What it will tell you is when the chamber has been evacuated of residual chemistry from the wash process, and assuming it has solubulized the flux residues, they should be gone as well.
The theory is that when you fill the system with fresh DI water rinse and if there is any chemistry in the chamber (often in the form of suds) this will be picked up by the resistivity meter and it will proceed to run another rinse cycle.
Often we will run anywhere from 5-10 rinses and a lot depends on the layout of your PCBs/PCAs.
Cleanliness Verification:
As mentioned before, do NOT confuse the resistivity measurement with cleanliness verification. We recommend using other methods of testing, like the Zero-Ion tester, which uses a solution of IPA to extract residues from the PCBs/PCAs and then divides that by the square area of your PCBs/PCAs, to give you a cleanliness spec.
Most often these types of tests are run as an audit, whether that be one per cycle, one per week, month, etc. Depending upon how critical of a product you are building will determine how often you verify your process.
Discharge:
Before we make a decision on how we are going to handle the discharge, let's get an understanding of what needs to be discharged. There are two main types of discharge from a Trident, those are:
- Wash Solution Drain
- Rinse Drain (Primary Drain)
The Wash Solution Drain is only used when you are dumping the contents of your wash solution tank, which may be approximately every 100 wash cycles.

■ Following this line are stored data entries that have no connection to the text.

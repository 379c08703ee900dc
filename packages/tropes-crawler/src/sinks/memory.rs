//! In-memory sink for testing and short runs.

use async_trait::async_trait;
use indexmap::IndexMap;
use std::sync::RwLock;

use crate::error::{SinkError, SinkResult};
use crate::traits::sink::Sink;
use crate::types::work::Work;

/// Works kept in insertion order, keyed by URL.
///
/// Data is lost when the process exits.
#[derive(Default)]
pub struct MemorySink {
    works: RwLock<IndexMap<String, Work>>,
}

impl MemorySink {
    pub fn new() -> Self {
        Self::default()
    }

    /// Start with existing works; later duplicates replace earlier ones.
    pub fn with_works(works: impl IntoIterator<Item = Work>) -> Self {
        let works = works
            .into_iter()
            .map(|w| (w.url().to_string(), w))
            .collect();
        Self {
            works: RwLock::new(works),
        }
    }

    pub fn len(&self) -> usize {
        self.works.read().unwrap().len()
    }

    pub fn is_empty(&self) -> bool {
        self.works.read().unwrap().is_empty()
    }

    /// Every stored work, in insertion order.
    pub fn works(&self) -> Vec<Work> {
        self.works.read().unwrap().values().cloned().collect()
    }
}

#[async_trait]
impl Sink for MemorySink {
    async fn append(&self, work: &Work) -> SinkResult<()> {
        let mut works = self.works.write().unwrap();
        if works.contains_key(work.url()) {
            return Err(SinkError::AlreadyExists {
                identity: work.url().to_string(),
            });
        }
        works.insert(work.url().to_string(), work.clone());
        Ok(())
    }

    async fn update(&self, identity: &str, work: &Work) -> SinkResult<()> {
        let mut works = self.works.write().unwrap();
        match works.get_mut(identity) {
            Some(existing) => {
                existing.apply_update(work.clone());
                Ok(())
            }
            None => Err(SinkError::NotFound {
                identity: identity.to_string(),
            }),
        }
    }

    async fn list_by_category(&self, category: &str) -> SinkResult<Vec<Work>> {
        Ok(self
            .works
            .read()
            .unwrap()
            .values()
            .filter(|w| w.media_type().eq_ignore_ascii_case(category))
            .cloned()
            .collect())
    }

    async fn get(&self, identity: &str) -> SinkResult<Option<Work>> {
        Ok(self.works.read().unwrap().get(identity).cloned())
    }
}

The Rinse Drain (Primary Drain) is used quite frequently. It is the discharge after each and every rinse cycle and considering each batch of boards will require approximately 5-10 rinse cycles at ~3.5 gallons per rinse you are looking at about 17.5-35 gallons of discharge (rinse cycle count x 3.5 gallons) per batch.
Now that we have that understood, let's ask ourselves what is important to us? To our customers? To our neighbors? These are the questions that need to be answered when deciding on whether to go green, or exactly how green we are willing to get. Remember, going green isn't always synomonous with cheap. But even if you don't buy into green, what about your customer? What about your local community? How would they feel that you were saving a dime, at the sacrifice of the environment.
We all believe we have a responsibility to protect the environment, to the best of our abilities. Sometimes this means finding ways to incorporate green processes into our manufacturing process. Difficult for sure, but possible.
As we know, simply dumping the rinse water down the drain is the easiest and the least expensive option for discharge, but it is also the least eco-safe option, and in some municipalities it is outright illegal and becoming more and more scrutinized.
The next solution that came about was evaporation. In this process they use large boiling systems to evaporate the liquids, leaving the solids behind as a sludge to be removed by your waste hauler. The cons to this method are: energy intensive and more scrutinized by REACH (which regulates and emissions out of a vent stack).
Recent developments have been Rinse Water Recycling systems, which basically process the discharge through a set of DI tanks to repolish the water and return it for use. The system is truly Zero Discharge, with no ventilation and no drain required. The Cons are the DI tanks do cost money to replace.
You should make sure that your method of discharge is capable of keeping ahead of this discharge volume, otherwords you will be creating a bottle neck in your process. Please refer to our Rinse Water Recycling vs. Evaporation worksheet, which can be found
here for further information. As you will notice, the Evaporators are limited by capacity and evaporation rate. Once the evaporator is filled, your wash process is down and that is costing your process money and time.
Obviously direct to drain has no bottle neck on your process, but it is also the least environmentally friendly option available. As mentioned, you have to be committed to be green as the costs are not always cheap. But knowing that I am doing as best as I can for the environment is what gives me comfort in my decision.